§ Task details
Locate, in the data below, the line that contains "filename src/calculation/src/config.rs" and the line that contains "keep their defaults."; reproduce exactly those two lines and every line between them, nothing more.

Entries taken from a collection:
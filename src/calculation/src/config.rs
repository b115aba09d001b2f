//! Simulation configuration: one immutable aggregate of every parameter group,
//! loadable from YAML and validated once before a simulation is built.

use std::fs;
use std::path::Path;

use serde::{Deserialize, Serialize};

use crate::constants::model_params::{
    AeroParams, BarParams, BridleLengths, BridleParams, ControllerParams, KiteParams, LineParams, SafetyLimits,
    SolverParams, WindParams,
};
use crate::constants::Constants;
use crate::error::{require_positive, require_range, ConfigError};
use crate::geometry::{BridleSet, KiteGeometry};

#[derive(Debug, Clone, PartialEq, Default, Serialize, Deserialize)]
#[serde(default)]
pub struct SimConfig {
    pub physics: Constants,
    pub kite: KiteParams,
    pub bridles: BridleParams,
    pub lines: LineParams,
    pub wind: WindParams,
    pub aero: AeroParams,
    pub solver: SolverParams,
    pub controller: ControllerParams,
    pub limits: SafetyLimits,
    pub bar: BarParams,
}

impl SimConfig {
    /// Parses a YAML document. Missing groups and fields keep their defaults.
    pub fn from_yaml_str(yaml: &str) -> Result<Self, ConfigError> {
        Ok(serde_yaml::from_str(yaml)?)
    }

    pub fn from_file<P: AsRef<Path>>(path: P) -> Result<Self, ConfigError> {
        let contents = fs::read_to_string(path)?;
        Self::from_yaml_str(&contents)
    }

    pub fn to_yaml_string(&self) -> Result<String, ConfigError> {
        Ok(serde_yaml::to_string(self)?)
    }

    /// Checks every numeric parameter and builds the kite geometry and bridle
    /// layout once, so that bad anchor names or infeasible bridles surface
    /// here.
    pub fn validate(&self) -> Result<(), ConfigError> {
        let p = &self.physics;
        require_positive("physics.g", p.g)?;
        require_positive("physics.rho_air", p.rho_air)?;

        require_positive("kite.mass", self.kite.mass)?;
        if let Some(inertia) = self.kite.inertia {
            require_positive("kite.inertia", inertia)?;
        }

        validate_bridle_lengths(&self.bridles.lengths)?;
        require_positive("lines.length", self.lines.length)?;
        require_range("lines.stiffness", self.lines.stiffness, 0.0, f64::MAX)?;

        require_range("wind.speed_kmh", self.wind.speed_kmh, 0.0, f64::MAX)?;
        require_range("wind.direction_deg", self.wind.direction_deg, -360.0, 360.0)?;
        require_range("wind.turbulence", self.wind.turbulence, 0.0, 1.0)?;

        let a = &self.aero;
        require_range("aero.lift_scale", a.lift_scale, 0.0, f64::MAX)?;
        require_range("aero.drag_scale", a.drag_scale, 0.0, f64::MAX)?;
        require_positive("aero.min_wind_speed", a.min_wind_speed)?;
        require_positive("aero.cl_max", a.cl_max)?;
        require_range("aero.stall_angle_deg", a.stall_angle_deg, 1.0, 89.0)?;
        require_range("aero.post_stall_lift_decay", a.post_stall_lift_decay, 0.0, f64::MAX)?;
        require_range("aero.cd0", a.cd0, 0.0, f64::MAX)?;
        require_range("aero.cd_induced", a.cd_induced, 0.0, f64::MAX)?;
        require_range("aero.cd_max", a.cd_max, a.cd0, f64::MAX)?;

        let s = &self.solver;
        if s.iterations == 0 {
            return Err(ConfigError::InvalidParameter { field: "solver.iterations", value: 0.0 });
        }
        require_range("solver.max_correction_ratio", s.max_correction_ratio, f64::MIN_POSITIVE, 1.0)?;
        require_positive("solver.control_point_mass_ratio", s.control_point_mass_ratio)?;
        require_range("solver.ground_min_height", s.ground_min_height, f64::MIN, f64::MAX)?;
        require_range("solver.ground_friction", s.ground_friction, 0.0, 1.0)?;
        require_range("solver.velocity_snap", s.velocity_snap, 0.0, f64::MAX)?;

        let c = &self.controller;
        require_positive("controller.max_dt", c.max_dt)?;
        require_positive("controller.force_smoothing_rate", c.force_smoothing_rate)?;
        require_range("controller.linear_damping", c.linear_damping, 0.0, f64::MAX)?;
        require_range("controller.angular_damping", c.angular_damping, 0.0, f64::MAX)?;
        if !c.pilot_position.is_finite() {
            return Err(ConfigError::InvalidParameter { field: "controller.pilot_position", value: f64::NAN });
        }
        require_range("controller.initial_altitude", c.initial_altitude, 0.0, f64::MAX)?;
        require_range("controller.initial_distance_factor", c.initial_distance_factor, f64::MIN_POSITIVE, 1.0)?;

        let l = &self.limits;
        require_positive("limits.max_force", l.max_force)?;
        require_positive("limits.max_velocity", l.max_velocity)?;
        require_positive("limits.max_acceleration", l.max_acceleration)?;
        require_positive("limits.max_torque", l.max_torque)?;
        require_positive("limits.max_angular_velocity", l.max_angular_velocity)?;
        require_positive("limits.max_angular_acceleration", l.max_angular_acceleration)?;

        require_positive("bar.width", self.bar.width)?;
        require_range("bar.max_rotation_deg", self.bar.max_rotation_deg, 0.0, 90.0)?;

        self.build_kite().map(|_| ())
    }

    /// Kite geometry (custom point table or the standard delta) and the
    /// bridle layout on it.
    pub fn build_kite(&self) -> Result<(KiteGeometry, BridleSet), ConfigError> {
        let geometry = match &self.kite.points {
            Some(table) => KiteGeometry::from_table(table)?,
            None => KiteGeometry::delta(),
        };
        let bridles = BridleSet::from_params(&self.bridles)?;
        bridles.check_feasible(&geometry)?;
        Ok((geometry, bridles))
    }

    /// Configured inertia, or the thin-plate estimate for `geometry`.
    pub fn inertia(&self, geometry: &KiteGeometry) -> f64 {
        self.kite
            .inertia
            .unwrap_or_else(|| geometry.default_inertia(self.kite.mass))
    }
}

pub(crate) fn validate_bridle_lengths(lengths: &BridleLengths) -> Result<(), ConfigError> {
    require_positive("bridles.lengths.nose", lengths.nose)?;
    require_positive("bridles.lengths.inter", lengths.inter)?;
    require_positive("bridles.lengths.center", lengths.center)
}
...
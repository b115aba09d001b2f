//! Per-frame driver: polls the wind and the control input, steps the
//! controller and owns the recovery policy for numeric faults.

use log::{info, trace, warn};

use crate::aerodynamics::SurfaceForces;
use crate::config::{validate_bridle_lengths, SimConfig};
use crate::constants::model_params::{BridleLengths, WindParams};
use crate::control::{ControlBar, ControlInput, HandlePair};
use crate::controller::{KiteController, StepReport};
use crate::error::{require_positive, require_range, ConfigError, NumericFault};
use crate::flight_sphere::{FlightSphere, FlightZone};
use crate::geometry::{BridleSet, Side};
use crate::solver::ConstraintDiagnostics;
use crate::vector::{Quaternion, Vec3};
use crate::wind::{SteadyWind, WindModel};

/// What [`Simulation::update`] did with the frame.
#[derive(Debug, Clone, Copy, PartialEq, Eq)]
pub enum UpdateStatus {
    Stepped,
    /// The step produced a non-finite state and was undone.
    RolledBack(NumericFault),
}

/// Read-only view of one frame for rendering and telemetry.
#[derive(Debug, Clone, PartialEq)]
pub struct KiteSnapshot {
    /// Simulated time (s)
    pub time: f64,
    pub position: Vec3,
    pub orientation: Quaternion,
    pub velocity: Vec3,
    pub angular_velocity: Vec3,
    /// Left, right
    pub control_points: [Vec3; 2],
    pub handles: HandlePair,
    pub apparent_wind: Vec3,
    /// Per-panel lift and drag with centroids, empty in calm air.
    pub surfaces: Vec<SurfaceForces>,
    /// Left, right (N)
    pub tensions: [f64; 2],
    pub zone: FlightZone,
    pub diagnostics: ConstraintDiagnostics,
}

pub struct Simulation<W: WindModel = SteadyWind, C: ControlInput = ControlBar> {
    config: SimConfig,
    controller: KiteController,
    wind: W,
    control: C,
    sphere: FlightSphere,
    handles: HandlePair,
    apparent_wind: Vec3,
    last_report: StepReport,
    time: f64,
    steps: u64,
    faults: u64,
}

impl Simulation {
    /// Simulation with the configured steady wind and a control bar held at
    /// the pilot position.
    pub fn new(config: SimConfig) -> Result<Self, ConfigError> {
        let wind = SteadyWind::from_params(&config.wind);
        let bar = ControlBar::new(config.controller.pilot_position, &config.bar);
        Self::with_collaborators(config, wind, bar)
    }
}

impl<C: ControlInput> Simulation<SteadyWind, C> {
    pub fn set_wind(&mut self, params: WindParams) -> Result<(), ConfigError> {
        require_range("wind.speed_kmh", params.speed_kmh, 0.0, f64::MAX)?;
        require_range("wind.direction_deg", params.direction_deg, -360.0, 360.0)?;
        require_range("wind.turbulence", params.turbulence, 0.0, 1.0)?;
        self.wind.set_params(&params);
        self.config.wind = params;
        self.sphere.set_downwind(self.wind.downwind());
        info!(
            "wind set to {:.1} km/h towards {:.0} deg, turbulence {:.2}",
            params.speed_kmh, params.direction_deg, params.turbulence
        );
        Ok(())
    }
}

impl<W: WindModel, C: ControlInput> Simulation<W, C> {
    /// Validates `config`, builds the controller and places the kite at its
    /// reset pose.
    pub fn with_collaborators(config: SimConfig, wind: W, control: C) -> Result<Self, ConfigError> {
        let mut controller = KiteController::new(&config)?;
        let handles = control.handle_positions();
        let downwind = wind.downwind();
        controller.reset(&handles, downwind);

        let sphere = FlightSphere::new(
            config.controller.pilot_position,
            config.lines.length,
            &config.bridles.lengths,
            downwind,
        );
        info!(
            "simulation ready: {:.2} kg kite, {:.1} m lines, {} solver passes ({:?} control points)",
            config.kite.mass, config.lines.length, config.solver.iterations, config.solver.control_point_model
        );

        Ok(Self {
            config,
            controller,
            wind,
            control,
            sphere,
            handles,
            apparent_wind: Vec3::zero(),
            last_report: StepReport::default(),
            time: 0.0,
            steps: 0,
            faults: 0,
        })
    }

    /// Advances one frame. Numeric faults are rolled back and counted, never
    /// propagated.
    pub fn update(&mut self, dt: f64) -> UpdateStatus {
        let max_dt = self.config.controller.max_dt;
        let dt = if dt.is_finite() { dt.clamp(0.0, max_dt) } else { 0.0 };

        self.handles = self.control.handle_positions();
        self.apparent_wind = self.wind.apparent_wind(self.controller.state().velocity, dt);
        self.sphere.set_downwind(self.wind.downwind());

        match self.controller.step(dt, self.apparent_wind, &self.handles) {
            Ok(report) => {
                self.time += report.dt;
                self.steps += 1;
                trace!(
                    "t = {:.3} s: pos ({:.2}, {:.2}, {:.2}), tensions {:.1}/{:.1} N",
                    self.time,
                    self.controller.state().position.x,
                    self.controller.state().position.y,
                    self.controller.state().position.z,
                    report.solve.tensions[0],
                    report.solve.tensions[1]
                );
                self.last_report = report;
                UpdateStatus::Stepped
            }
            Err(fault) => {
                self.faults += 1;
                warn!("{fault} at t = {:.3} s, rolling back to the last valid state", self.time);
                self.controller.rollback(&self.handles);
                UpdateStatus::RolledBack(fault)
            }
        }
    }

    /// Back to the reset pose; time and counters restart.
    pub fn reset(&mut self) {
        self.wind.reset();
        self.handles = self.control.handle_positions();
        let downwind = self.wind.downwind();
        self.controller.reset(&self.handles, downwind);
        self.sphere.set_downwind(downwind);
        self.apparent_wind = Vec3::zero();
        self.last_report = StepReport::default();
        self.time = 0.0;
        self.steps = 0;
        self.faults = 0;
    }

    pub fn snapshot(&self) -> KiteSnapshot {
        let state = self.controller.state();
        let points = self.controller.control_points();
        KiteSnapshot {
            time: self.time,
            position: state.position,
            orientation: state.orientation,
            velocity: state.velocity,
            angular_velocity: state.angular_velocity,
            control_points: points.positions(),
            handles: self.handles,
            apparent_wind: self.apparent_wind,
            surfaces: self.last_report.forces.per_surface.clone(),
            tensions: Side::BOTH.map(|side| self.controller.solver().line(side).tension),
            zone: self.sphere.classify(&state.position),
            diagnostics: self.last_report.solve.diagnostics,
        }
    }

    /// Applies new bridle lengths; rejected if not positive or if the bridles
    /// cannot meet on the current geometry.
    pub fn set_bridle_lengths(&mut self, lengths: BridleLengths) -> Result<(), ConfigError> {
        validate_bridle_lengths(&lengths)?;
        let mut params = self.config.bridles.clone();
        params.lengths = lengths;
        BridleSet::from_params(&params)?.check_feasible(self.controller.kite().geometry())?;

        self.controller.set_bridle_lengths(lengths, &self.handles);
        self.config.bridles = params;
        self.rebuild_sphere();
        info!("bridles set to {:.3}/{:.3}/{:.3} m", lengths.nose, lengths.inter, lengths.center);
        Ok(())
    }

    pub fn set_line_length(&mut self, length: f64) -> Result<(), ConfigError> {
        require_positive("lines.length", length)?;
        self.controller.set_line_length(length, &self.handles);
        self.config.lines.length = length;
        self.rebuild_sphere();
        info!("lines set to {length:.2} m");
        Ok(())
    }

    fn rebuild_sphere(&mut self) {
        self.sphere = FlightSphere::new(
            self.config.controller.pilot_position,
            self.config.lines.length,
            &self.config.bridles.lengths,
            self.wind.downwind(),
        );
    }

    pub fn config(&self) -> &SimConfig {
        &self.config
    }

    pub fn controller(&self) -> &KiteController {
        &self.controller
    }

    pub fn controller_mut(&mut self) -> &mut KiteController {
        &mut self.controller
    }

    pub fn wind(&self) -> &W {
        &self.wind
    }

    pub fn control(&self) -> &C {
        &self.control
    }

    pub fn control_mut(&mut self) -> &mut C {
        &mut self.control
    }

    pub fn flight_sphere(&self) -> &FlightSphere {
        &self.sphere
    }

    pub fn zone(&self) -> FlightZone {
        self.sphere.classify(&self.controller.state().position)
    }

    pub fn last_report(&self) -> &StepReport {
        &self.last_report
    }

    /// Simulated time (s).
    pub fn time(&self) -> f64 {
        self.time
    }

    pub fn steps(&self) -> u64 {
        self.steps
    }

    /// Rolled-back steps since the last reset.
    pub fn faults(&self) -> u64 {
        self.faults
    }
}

§ Task output
filename src/calculation/src/config.rs
repository b115aba09d001b2f
//! Simulation configuration: one immutable aggregate of every parameter group,
//! loadable from YAML and validated once before a simulation is built.

use std::fs;
use std::path::Path;

use serde::{Deserialize, Serialize};

use crate::constants::model_params::{
    AeroParams, BarParams, BridleLengths, BridleParams, ControllerParams, KiteParams, LineParams, SafetyLimits,
    SolverParams, WindParams,
};
use crate::constants::Constants;
use crate::error::{require_positive, require_range, ConfigError};
use crate::geometry::{BridleSet, KiteGeometry};

#[derive(Debug, Clone, PartialEq, Default, Serialize, Deserialize)]
#[serde(default)]
pub struct SimConfig {
    pub physics: Constants,
    pub kite: KiteParams,
    pub bridles: BridleParams,
    pub lines: LineParams,
    pub wind: WindParams,
    pub aero: AeroParams,
    pub solver: SolverParams,
    pub controller: ControllerParams,
    pub limits: SafetyLimits,
    pub bar: BarParams,
}

impl SimConfig {
    /// Parses a YAML document. Missing groups and fields keep their defaults.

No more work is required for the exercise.